Rupmahal's conservative management consolidated establishment values, while occasionally dabbling in anti-establishment material. Contemporary social drama, satire on women's materialistic attitudes, plays on the agitation for statehood, and iconoclastic comedies by G. C. Tongbra were mounted in the 1950s and 1960s. This was a period of popularization and commercialism. Yet curfew was enforced at the venue and Tongbra received a police summons after the premiere of Leibak houba andoLal or 'Earth-shaking Agitation' in 1960. This was directed by Bira.
The rest of the century saw Rupmahal's material expansion, different from the modern winds blowing in younger troupes. It became the factory of popular theatre and paid well for scripts from mainstream dramatists. Its own playwrights had an intuitive understanding of escapist public values. Thus it created an ambience divorced from the aesthetic realities of the past and unattached to the deep anxieties of the present.

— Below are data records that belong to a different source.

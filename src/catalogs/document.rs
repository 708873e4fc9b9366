//! Catalog document reader
//!
//! Reads the XML catalog format (root `<catalog>` holding `<body>` and
//! `<star>` elements) or its JSON mirror into raw [`CatalogDocument`] records.
//! Files ending in `.gz` are decompressed first. Only structure is checked
//! here; values are validated by the loader.

use std::collections::HashMap;
use std::fs;
use std::io::Read;
use std::path::Path;

use flate2::read::GzDecoder;
use log::debug;
use quick_xml::events::{BytesStart, Event};
use quick_xml::Reader;

use super::records::*;
use crate::errors::{OrreryError, Result};

/// Encoding of a catalog document
#[derive(Debug, Clone, Copy, PartialEq, Eq)]
pub enum DocumentFormat {
    Xml,
    Json,
}

impl DocumentFormat {
    /// Guess from the file name; `.json` and `.json.gz` are JSON, anything else XML
    pub fn from_path(path: &Path) -> Self {
        let name = path
            .file_name()
            .map(|n| n.to_string_lossy().to_lowercase())
            .unwrap_or_default();
        let name = name.strip_suffix(".gz").unwrap_or(&name);
        if name.ends_with(".json") {
            DocumentFormat::Json
        } else {
            DocumentFormat::Xml
        }
    }
}

fn document_error(origin: &str, message: impl ToString) -> OrreryError {
    OrreryError::Document {
        origin: origin.to_string(),
        message: message.to_string(),
    }
}

/// Read and parse a catalog file
pub fn read_document(path: &Path) -> Result<CatalogDocument> {
    let origin = path.display().to_string();
    let bytes = fs::read(path).map_err(|e| {
        OrreryError::Io(std::io::Error::new(e.kind(), format!("{}: {}", origin, e)))
    })?;

    let text = if path.extension().is_some_and(|ext| ext == "gz") {
        let mut decoder = GzDecoder::new(&bytes[..]);
        let mut text = String::new();
        decoder
            .read_to_string(&mut text)
            .map_err(|e| document_error(&origin, format!("gzip: {}", e)))?;
        text
    } else {
        String::from_utf8(bytes).map_err(|e| document_error(&origin, format!("invalid UTF-8: {}", e)))?
    };

    read_document_str(&text, DocumentFormat::from_path(path), &origin)
}

/// Parse catalog text. `origin` names the source in error messages.
pub fn read_document_str(text: &str, format: DocumentFormat, origin: &str) -> Result<CatalogDocument> {
    let document = match format {
        DocumentFormat::Json => serde_json::from_str(text).map_err(|e| document_error(origin, e))?,
        DocumentFormat::Xml => XmlCatalog::new(origin).parse(text)?,
    };
    debug!(
        "Read {} bodies and {} stars from {}",
        document.bodies.len(),
        document.stars.len(),
        origin
    );
    Ok(document)
}

fn scalar(attrs: &mut HashMap<String, String>, key: &str) -> Option<Scalar> {
    attrs.remove(key).map(Scalar::Text)
}

/// Event-driven builder over the XML element tree
struct XmlCatalog<'o> {
    origin: &'o str,
    document: CatalogDocument,
    /// Names of the currently open elements, outermost first
    open: Vec<String>,
    saw_root: bool,
}

impl<'o> XmlCatalog<'o> {
    fn new(origin: &'o str) -> Self {
        Self {
            origin,
            document: CatalogDocument::default(),
            open: Vec::new(),
            saw_root: false,
        }
    }

    fn parse(mut self, xml: &str) -> Result<CatalogDocument> {
        let mut reader = Reader::from_str(xml);
        reader.trim_text(true);
        let mut buf = Vec::new();

        loop {
            match reader.read_event_into(&mut buf) {
                Ok(Event::Start(ref e)) => {
                    let name = self.handle_element(e)?;
                    self.open.push(name);
                }
                Ok(Event::Empty(ref e)) => {
                    self.handle_element(e)?;
                }
                Ok(Event::End(_)) => {
                    self.open.pop();
                }
                Ok(Event::Text(ref e)) => {
                    let text = e.unescape().map_err(|err| document_error(self.origin, err))?;
                    self.handle_text(&text);
                }
                Ok(Event::Eof) => {
                    if !self.open.is_empty() {
                        return Err(document_error(
                            self.origin,
                            format!("unexpected end of document inside <{}>", self.open.join("/")),
                        ));
                    }
                    break;
                }
                Err(e) => {
                    return Err(document_error(
                        self.origin,
                        format!("at byte {}: {}", reader.buffer_position(), e),
                    ))
                }
                _ => {}
            }
            buf.clear();
        }

        if !self.saw_root {
            return Err(document_error(self.origin, "no <catalog> root element"));
        }
        Ok(self.document)
    }

    fn attributes(&self, element: &BytesStart) -> Result<HashMap<String, String>> {
        let mut attrs = HashMap::new();
        for attr in element.attributes() {
            let attr = attr.map_err(|e| document_error(self.origin, e))?;
            let key = String::from_utf8_lossy(attr.key.as_ref()).to_string();
            let value = attr
                .unescape_value()
                .map_err(|e| document_error(self.origin, e))?
                .to_string();
            attrs.insert(key, value);
        }
        Ok(attrs)
    }

    fn body(&mut self) -> Result<&mut BodyRecord> {
        let origin = self.origin;
        self.document
            .bodies
            .last_mut()
            .ok_or_else(|| document_error(origin, "element outside <body>"))
    }

    fn star(&mut self) -> Result<&mut StarRecord> {
        let origin = self.origin;
        self.document
            .stars
            .last_mut()
            .ok_or_else(|| document_error(origin, "element outside <star>"))
    }

    /// Record one opening (or empty) element; returns its name
    fn handle_element(&mut self, element: &BytesStart) -> Result<String> {
        let name = String::from_utf8_lossy(element.name().as_ref()).to_string();
        let mut attrs = self.attributes(element)?;
        let open = self.open.clone();
        let parents: Vec<&str> = open.iter().map(String::as_str).collect();
        match (parents.as_slice(), name.as_str()) {
            ([], "catalog") => self.saw_root = true,
            ([], other) => {
                return Err(document_error(
                    self.origin,
                    format!("root element must be <catalog>, found <{}>", other),
                ))
            }

            (["catalog"], "body") => self.document.bodies.push(BodyRecord {
                name: attrs.remove("name"),
                kind: attrs.remove("type"),
                symbol: attrs.remove("symbol"),
                parent: attrs.remove("parent"),
                ..Default::default()
            }),
            (["catalog"], "star" | "stellar") => self.document.stars.push(StarRecord {
                name: attrs.remove("name"),
                kind: attrs.remove("type"),
                constellation: attrs.remove("constellation"),
                ..Default::default()
            }),
            (["catalog"], other) => {
                return Err(document_error(
                    self.origin,
                    format!("unknown element <{}> in <catalog>", other),
                ))
            }

            (["catalog", "body"], "orbit") => {
                let orbit = OrbitRecord {
                    eccentricity: scalar(&mut attrs, "eccentricity"),
                    semimajor: scalar(&mut attrs, "semimajor"),
                    period: scalar(&mut attrs, "period"),
                    inclination: scalar(&mut attrs, "inclination"),
                    longitude_ascending: scalar(&mut attrs, "longitude-ascending"),
                    argument_periapsis: scalar(&mut attrs, "argument-periapsis"),
                    point: None,
                };
                self.body()?.orbit = Some(orbit);
            }
            (["catalog", "body", "orbit"], "point") => {
                let point = OrbitPointRecord {
                    mean_anomaly: scalar(&mut attrs, "mean-anomaly"),
                    epoch: attrs.remove("epoch"),
                };
                if let Some(orbit) = self.body()?.orbit.as_mut() {
                    orbit.point = Some(point);
                }
            }
            (["catalog", "body"], "rotation") => {
                let rotation = RotationRecord {
                    period: scalar(&mut attrs, "period"),
                    ..Default::default()
                };
                self.body()?.rotation = Some(rotation);
            }
            (["catalog", "body", "rotation"], "pole") => {
                let pole = PoleRecord {
                    right_asc: attrs.remove("right-asc"),
                    decl: attrs.remove("decl"),
                };
                if let Some(rotation) = self.body()?.rotation.as_mut() {
                    rotation.pole = Some(pole);
                }
            }
            (["catalog", "body", "rotation"], "point") => {
                let point = MeridianPointRecord {
                    meridian: scalar(&mut attrs, "meridian"),
                    epoch: attrs.remove("epoch"),
                };
                if let Some(rotation) = self.body()?.rotation.as_mut() {
                    rotation.point = Some(point);
                }
            }
            (["catalog", "body"], "physical") => {
                let physical = PhysicalRecord {
                    mass: scalar(&mut attrs, "mass"),
                    mean_radius: scalar(&mut attrs, "mean-radius"),
                    density: scalar(&mut attrs, "density"),
                };
                self.body()?.physical = Some(physical);
            }
            (["catalog", "body"], "alias") => self.body()?.aliases.push(String::new()),

            (["catalog", "star" | "stellar"], "location") => {
                let location = LocationRecord {
                    right_asc: attrs.remove("right-asc"),
                    decl: attrs.remove("decl"),
                    distance: scalar(&mut attrs, "distance"),
                };
                self.star()?.location = Some(location);
            }
            (["catalog", "star" | "stellar"], "magnitude") => {
                let magnitude = MagnitudeRecord {
                    apparent: scalar(&mut attrs, "apparent"),
                    absolute: scalar(&mut attrs, "absolute"),
                };
                self.star()?.magnitude = Some(magnitude);
            }
            (["catalog", "star" | "stellar"], "motion") => {
                let motion = MotionRecord {
                    right_asc: scalar(&mut attrs, "right-asc"),
                    decl: scalar(&mut attrs, "decl"),
                    radial: scalar(&mut attrs, "radial"),
                };
                self.star()?.motion = Some(motion);
            }
            (["catalog", "star" | "stellar"], "alias") => self.star()?.aliases.push(String::new()),

            (parents, other) => debug!("Ignoring <{}> inside <{}>", other, parents.join("/")),
        }
        Ok(name)
    }

    fn handle_text(&mut self, text: &str) {
        let parents: Vec<&str> = self.open.iter().map(String::as_str).collect();
        let aliases = match parents.as_slice() {
            ["catalog", "body", "alias"] => self.document.bodies.last_mut().map(|b| &mut b.aliases),
            ["catalog", "star" | "stellar", "alias"] => {
                self.document.stars.last_mut().map(|s| &mut s.aliases)
            }
            _ => None,
        };
        if let Some(alias) = aliases.and_then(|a| a.last_mut()) {
            alias.push_str(text);
        }
    }
}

It need not work for change since its capital accumulation, largesse to artists, assured stability of a captive clientele, and commercial profit from extra-theatrical businesses do not provide the stuff to stir the members' imagination. However, its history and gamut of acting styles i.e. the classicism of Nabakumar and Nabakanta, the volatility and energy of Bira, the self-deprecatory anti-heroism of Netrajit and Nilamani, the suave superiority of Dhiren, the sophisticated fool played by R. K. Bijoysana gave Rupmahal an indelible stamp.